Because of “her weeping and her women in the dark I brake off,” he wrote to Walsingham. He went away and reported this uncanny interview to the Earl, who sent his lady to her. Mary was asleep or shamming, and all Lady Shrewsbury could do was to chat vaguely with Mary Seton about “the suddenness of her sickness.” Later on the same careful enquiries were made by the Countess, whose shrewd deduction was, “I have known her worse and recover again.” Her Ladyship was, if not head nurse on these occasions, certainly official inspectress, and Beale reported that whether Mary was dangerously ill or not she was obliged to use medicine and poultices, at which he had himself sniffed inquisitively, and which Lady Shrewsbury had seen applied.
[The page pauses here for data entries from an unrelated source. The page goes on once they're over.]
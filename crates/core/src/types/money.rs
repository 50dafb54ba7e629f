//! Monetary helpers.
//!
//! All amounts in the system are `rust_decimal::Decimal` rupee values.
//! Razorpay's API wants integer paise, so the conversion lives here where it
//! can be unit tested away from any HTTP code.

use rust_decimal::{Decimal, RoundingStrategy};
use rust_decimal::prelude::ToPrimitive;

/// Convert a rupee amount to integer paise, rounding half-up like the
/// gateway's own dashboard does.
///
/// Returns `None` when the amount is negative or does not fit in an `i64`
/// (the gateway rejects such values anyway).
#[must_use]
pub fn to_paise(amount: Decimal) -> Option<i64> {
    if amount.is_sign_negative() {
        return None;
    }
    // Decimal::round is banker's rounding; the gateway rounds midpoints up.
    let paise = (amount * Decimal::ONE_HUNDRED)
        .round_dp_with_strategy(0, RoundingStrategy::MidpointAwayFromZero);
    paise.to_i64()
}

#[cfg(test)]
mod tests {
    use super::*;

    fn dec(s: &str) -> Decimal {
        s.parse().expect("decimal literal")
    }

    #[test]
    fn whole_rupees_convert_exactly() {
        assert_eq!(to_paise(dec("499")), Some(49_900));
        assert_eq!(to_paise(dec("0")), Some(0));
    }

    #[test]
    fn fractional_paise_round_half_up() {
        assert_eq!(to_paise(dec("10.005")), Some(1001));
        assert_eq!(to_paise(dec("10.004")), Some(1000));
    }

    #[test]
    fn negative_amounts_are_refused() {
        assert_eq!(to_paise(dec("-1")), None);
    }
}
//! Session authentication routes.

use axum::{Json, extract::State};
use serde::{Deserialize, Serialize};
use serde_json::{Value, json};
use tower_sessions::Session;

use crate::error::{AppError, Result, clear_sentry_user, set_sentry_user};
use crate::middleware::{OptionalUser, clear_current_user, set_current_user};
use crate::models::CurrentUser;
use crate::services::AuthService;
use crate::state::AppState;

/// Request to create an account.
#[derive(Debug, Deserialize)]
pub struct RegisterRequest {
    pub email: String,
    pub name: String,
    pub password: String,
}

/// Request to sign in.
#[derive(Debug, Deserialize)]
pub struct LoginRequest {
    pub email: String,
    pub password: String,
}

/// The signed-in user as returned to the client.
#[derive(Debug, Serialize)]
pub struct UserResponse {
    pub id: i32,
    pub email: String,
    pub name: String,
}

impl From<&CurrentUser> for UserResponse {
    fn from(user: &CurrentUser) -> Self {
        Self {
            id: user.id.into(),
            email: user.email.to_string(),
            name: user.name.clone(),
        }
    }
}

/// Create an account and sign the new user in.
///
/// POST /api/auth/register
///
/// # Errors
///
/// Returns 400 for a weak password or malformed email, 409 when the email is
/// already registered.
pub async fn register(
    State(state): State<AppState>,
    session: Session,
    Json(body): Json<RegisterRequest>,
) -> Result<Json<UserResponse>> {
    let auth = AuthService::new(state.pool());
    let user = auth.register(&body.email, &body.name, &body.password).await?;

    let current = CurrentUser::from(&user);
    set_current_user(&session, &current)
        .await
        .map_err(|e| AppError::Internal(format!("session error: {e}")))?;
    set_sentry_user(&current.id, Some(current.email.as_str()));

    Ok(Json(UserResponse::from(&current)))
}

/// Sign in with email and password.
///
/// POST /api/auth/login
///
/// # Errors
///
/// Returns 401 for a wrong email/password combination.
pub async fn login(
    State(state): State<AppState>,
    session: Session,
    Json(body): Json<LoginRequest>,
) -> Result<Json<UserResponse>> {
    let auth = AuthService::new(state.pool());
    let user = auth.login(&body.email, &body.password).await?;

    // Rotate the session id on privilege change.
    session
        .cycle_id()
        .await
        .map_err(|e| AppError::Internal(format!("session error: {e}")))?;

    let current = CurrentUser::from(&user);
    set_current_user(&session, &current)
        .await
        .map_err(|e| AppError::Internal(format!("session error: {e}")))?;
    set_sentry_user(&current.id, Some(current.email.as_str()));

    Ok(Json(UserResponse::from(&current)))
}

/// Sign out.
///
/// POST /api/auth/logout
///
/// # Errors
///
/// Returns 500 if the session store fails.
pub async fn logout(session: Session) -> Result<Json<Value>> {
    clear_current_user(&session)
        .await
        .map_err(|e| AppError::Internal(format!("session error: {e}")))?;
    clear_sentry_user();

    Ok(Json(json!({ "success": true })))
}

/// The current user, or `{"user": null}` when signed out.
///
/// GET /api/auth/me
pub async fn me(OptionalUser(user): OptionalUser) -> Json<Value> {
    match user {
        Some(user) => Json(json!({ "user": UserResponse::from(&user) })),
        None => Json(json!({ "user": null })),
    }
}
Presently there was a decided improvement in the condition of the invalid, and Elizabeth allowed Mary’s carriage to be sent to her so that she might drive within the limits of the Sheffield manor estate, whose circumference in those days, as Leader assures us, was eight miles, and covered an expanse of 2461 acres. Mary could not yet avail herself of this distraction, so sore and feeble was her weakened body. Yet at all times and seasons she was extraordinarily sensitive to the joys and sorrows of persons in her environment. The birth of Gilbert’s daughter already mentioned was just such an occasion for her goodness and generosity. She stood godmother to the child and sent to France for presents. These family occurrences complicated the Earl’s business considerably, and he took great precautions on this occasion that the event should not come to pass under the same roof as that which held his captive. At the end of the letter, in which he instructs Baldwin to make certain payments to his daughter-in-law’s nurse, he says: “I am removed to the castle, and most quiet when I have the fewest women here, and am best able to discharge the trust reposed in me.”
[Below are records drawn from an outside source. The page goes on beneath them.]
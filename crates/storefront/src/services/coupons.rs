//! Coupon evaluation.
//!
//! Pure logic over an already-loaded [`Coupon`] and the priced cart lines.
//! Category-restricted coupons discount only the subtotal of matching lines;
//! the cap in `maximum_discount` is applied after that recompute, so a capped
//! percentage coupon can never exceed its cap regardless of which lines match.

use chrono::{DateTime, Utc};
use rust_decimal::Decimal;
use thiserror::Error;

use marigold_core::DiscountType;

use crate::models::Coupon;

/// A cart line with everything coupon evaluation needs.
#[derive(Debug, Clone)]
pub struct PricedItem {
    pub price: Decimal,
    pub quantity: u32,
    pub categories: Vec<String>,
}

impl PricedItem {
    fn line_total(&self) -> Decimal {
        self.price * Decimal::from(self.quantity)
    }

    fn matches_any(&self, categories: &[String]) -> bool {
        self.categories
            .iter()
            .any(|c| categories.iter().any(|r| r.eq_ignore_ascii_case(c)))
    }
}

/// Why a coupon cannot be applied.
#[derive(Debug, Clone, PartialEq, Eq, Error)]
pub enum CouponRejection {
    /// No active coupon with this code.
    #[error("Invalid coupon code")]
    NotFound,

    /// The coupon's validity window hasn't opened yet.
    #[error("This coupon is not active yet")]
    NotYetActive,

    /// The coupon's validity window has closed.
    #[error("This coupon has expired")]
    Expired,

    /// Order subtotal is below the coupon's minimum.
    #[error("Minimum order amount of \u{20b9}{required} not met")]
    BelowMinimum { required: Decimal },

    /// Category-restricted coupon with no matching items in the cart.
    #[error("This coupon does not apply to any items in your cart")]
    NotApplicable,
}

/// A successfully evaluated coupon.
#[derive(Debug, Clone, PartialEq, Eq)]
pub struct CouponQuote {
    pub code: String,
    pub discount_type: DiscountType,
    pub discount_value: Decimal,
    /// Final discount, capped and never more than the applicable subtotal.
    pub discount: Decimal,
    /// Subtotal of the lines the coupon applied to.
    pub applicable_subtotal: Decimal,
}

/// Evaluate a coupon against the cart at `now`.
///
/// The caller resolves the code to a [`Coupon`] first; an absent or inactive
/// code maps to [`CouponRejection::NotFound`] before this function runs.
///
/// # Errors
///
/// Returns a [`CouponRejection`] describing why the coupon cannot apply.
pub fn evaluate(
    coupon: &Coupon,
    items: &[PricedItem],
    now: DateTime<Utc>,
) -> Result<CouponQuote, CouponRejection> {
    if now < coupon.valid_from {
        return Err(CouponRejection::NotYetActive);
    }
    if now > coupon.valid_until {
        return Err(CouponRejection::Expired);
    }

    let order_subtotal: Decimal = items.iter().map(PricedItem::line_total).sum();
    if order_subtotal < coupon.minimum_amount {
        return Err(CouponRejection::BelowMinimum {
            required: coupon.minimum_amount,
        });
    }

    // Restricted coupons discount only the matching lines.
    let applicable_subtotal = if coupon.applicable_categories.is_empty() {
        order_subtotal
    } else {
        let matching: Decimal = items
            .iter()
            .filter(|item| item.matches_any(&coupon.applicable_categories))
            .map(PricedItem::line_total)
            .sum();

        if matching.is_zero() {
            return Err(CouponRejection::NotApplicable);
        }
        matching
    };

    let raw = match coupon.discount_type {
        DiscountType::Percentage => {
            applicable_subtotal * coupon.discount_value / Decimal::ONE_HUNDRED
        }
        DiscountType::Fixed => coupon.discount_value,
    };

    // Cap after the restricted-subtotal recompute, then never discount more
    // than what the coupon applies to.
    let discount = raw.min(coupon.maximum_discount).min(applicable_subtotal);

    Ok(CouponQuote {
        code: coupon.code.clone(),
        discount_type: coupon.discount_type,
        discount_value: coupon.discount_value,
        discount,
        applicable_subtotal,
    })
}

#[cfg(test)]
mod tests {
    use super::*;
    use chrono::Duration;
    use marigold_core::CouponId;
    use std::str::FromStr;

    fn dec(s: &str) -> Decimal {
        Decimal::from_str(s).expect("valid decimal")
    }

    fn coupon(discount_type: DiscountType, value: &str) -> Coupon {
        let now = Utc::now();
        Coupon {
            id: CouponId::new(1),
            code: "SAVE10".to_string(),
            discount_type,
            discount_value: dec(value),
            minimum_amount: Decimal::ZERO,
            maximum_discount: dec("1000000"),
            valid_from: now - Duration::days(1),
            valid_until: now + Duration::days(1),
            applicable_categories: Vec::new(),
            is_active: true,
        }
    }

    fn item(price: &str, quantity: u32, categories: &[&str]) -> PricedItem {
        PricedItem {
            price: dec(price),
            quantity,
            categories: categories.iter().map(ToString::to_string).collect(),
        }
    }

    #[test]
    fn test_percentage_discount() {
        let c = coupon(DiscountType::Percentage, "10");
        let quote = evaluate(&c, &[item("500", 2, &[])], Utc::now()).expect("applies");
        assert_eq!(quote.discount, dec("100"));
        assert_eq!(quote.applicable_subtotal, dec("1000"));
    }

    #[test]
    fn test_fixed_discount() {
        let c = coupon(DiscountType::Fixed, "150");
        let quote = evaluate(&c, &[item("1000", 1, &[])], Utc::now()).expect("applies");
        assert_eq!(quote.discount, dec("150"));
    }

    #[test]
    fn test_maximum_discount_caps_percentage() {
        let mut c = coupon(DiscountType::Percentage, "10");
        c.maximum_discount = dec("50");
        let quote = evaluate(&c, &[item("1000", 1, &[])], Utc::now()).expect("applies");
        assert_eq!(quote.discount, dec("50"));
    }

    #[test]
    fn test_cap_applies_after_category_recompute() {
        // 20% of the matching 400 line is 80, still above the 50 cap.
        let mut c = coupon(DiscountType::Percentage, "20");
        c.maximum_discount = dec("50");
        c.applicable_categories = vec!["shirts".to_string()];
        let items = [item("400", 1, &["shirts"]), item("600", 1, &["shoes"])];
        let quote = evaluate(&c, &items, Utc::now()).expect("applies");
        assert_eq!(quote.applicable_subtotal, dec("400"));
        assert_eq!(quote.discount, dec("50"));
    }

    #[test]
    fn test_restricted_coupon_uses_matching_subtotal() {
        let mut c = coupon(DiscountType::Percentage, "10");
        c.applicable_categories = vec!["shirts".to_string()];
        let items = [item("400", 1, &["shirts"]), item("600", 1, &["shoes"])];
        let quote = evaluate(&c, &items, Utc::now()).expect("applies");
        assert_eq!(quote.discount, dec("40"));
    }

    #[test]
    fn test_restricted_coupon_with_no_matches_rejected() {
        let mut c = coupon(DiscountType::Percentage, "10");
        c.applicable_categories = vec!["shirts".to_string()];
        let items = [item("600", 1, &["shoes"])];
        assert_eq!(
            evaluate(&c, &items, Utc::now()),
            Err(CouponRejection::NotApplicable)
        );
    }

    #[test]
    fn test_category_match_is_case_insensitive() {
        let mut c = coupon(DiscountType::Percentage, "10");
        c.applicable_categories = vec!["Shirts".to_string()];
        let items = [item("400", 1, &["shirts"])];
        assert!(evaluate(&c, &items, Utc::now()).is_ok());
    }

    #[test]
    fn test_minimum_amount_enforced() {
        let mut c = coupon(DiscountType::Fixed, "50");
        c.minimum_amount = dec("500");
        assert_eq!(
            evaluate(&c, &[item("499", 1, &[])], Utc::now()),
            Err(CouponRejection::BelowMinimum {
                required: dec("500")
            })
        );
        assert!(evaluate(&c, &[item("500", 1, &[])], Utc::now()).is_ok());
    }

    #[test]
    fn test_validity_window() {
        let mut c = coupon(DiscountType::Fixed, "50");
        let now = Utc::now();

        c.valid_from = now + Duration::days(1);
        c.valid_until = now + Duration::days(2);
        assert_eq!(
            evaluate(&c, &[item("100", 1, &[])], now),
            Err(CouponRejection::NotYetActive)
        );

        c.valid_from = now - Duration::days(2);
        c.valid_until = now - Duration::days(1);
        assert_eq!(
            evaluate(&c, &[item("100", 1, &[])], now),
            Err(CouponRejection::Expired)
        );
    }

    #[test]
    fn test_discount_never_exceeds_applicable_subtotal() {
        let c = coupon(DiscountType::Fixed, "500");
        let quote = evaluate(&c, &[item("300", 1, &[])], Utc::now()).expect("applies");
        assert_eq!(quote.discount, dec("300"));
    }
}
He had still further occasion for this attitude, for another blow fell upon his family. Young Lady Lennox died. As usual it was the Earl who made the formal announcement of the loss at Court, for his wife was, as on a previous occasion, too distraught to collect her wits.

“My very good Lords,

“It hath pleased God to call to His mercy out of this transitory world my daughter Lennox, this present Sunday, being the 21st of January, about three of the clock in the morning. Both towards God and the world she made a most godly and good end, and was in most perfect memory all the time of her sickness even to the last hour. Sundry times did she make her most earnest and humble prayer to the Almighty for her Majesty’s most happy estate and the long and prosperous continuance thereof, and as one most infinitely bound to her Highness, humbly and lowly beseeched Her Majesty to have pity upon her poor orphan Arabella Stewart, and as at all times heretofore both the mother and poor daughter were most infinitely bound to her Highness, so her assured trust was that Her Majesty would continue the same accustomed goodness and bounty to the poor child she left, and of this her suit and humble petition my said daughter Lennox, by her last will and testament, requireth both your Lordships, to whom she found and acknowledged herself always most bound in her name, most lowly to make this humble petition to Her Majesty and to present with all humility unto Her Majesty a poor remembrance (delivered by my daughter’s own hands) which very shortly will be sent, with my daughter’s most humble prayer for her Highness’ most happy estate, and most lowly beseeching her Highness in such sort to accept thereof as it pleased the Almighty to receive the poor widow’s mite.

“My wife taketh my daughter Lennox’s death so grievously that she neither doth nor can think of anything but of lamenting and weeping. I thought it my part to signify to both your Lordships in what sort God hath called her to his mercy, which I beseech you make known to Her Majesty and thus with my very hearty commendations to both your good Lordships I cease.

“Sheffield Manor this 21st January, 1581–2. “Your Lordships’ assured “G. SHREWSBURY.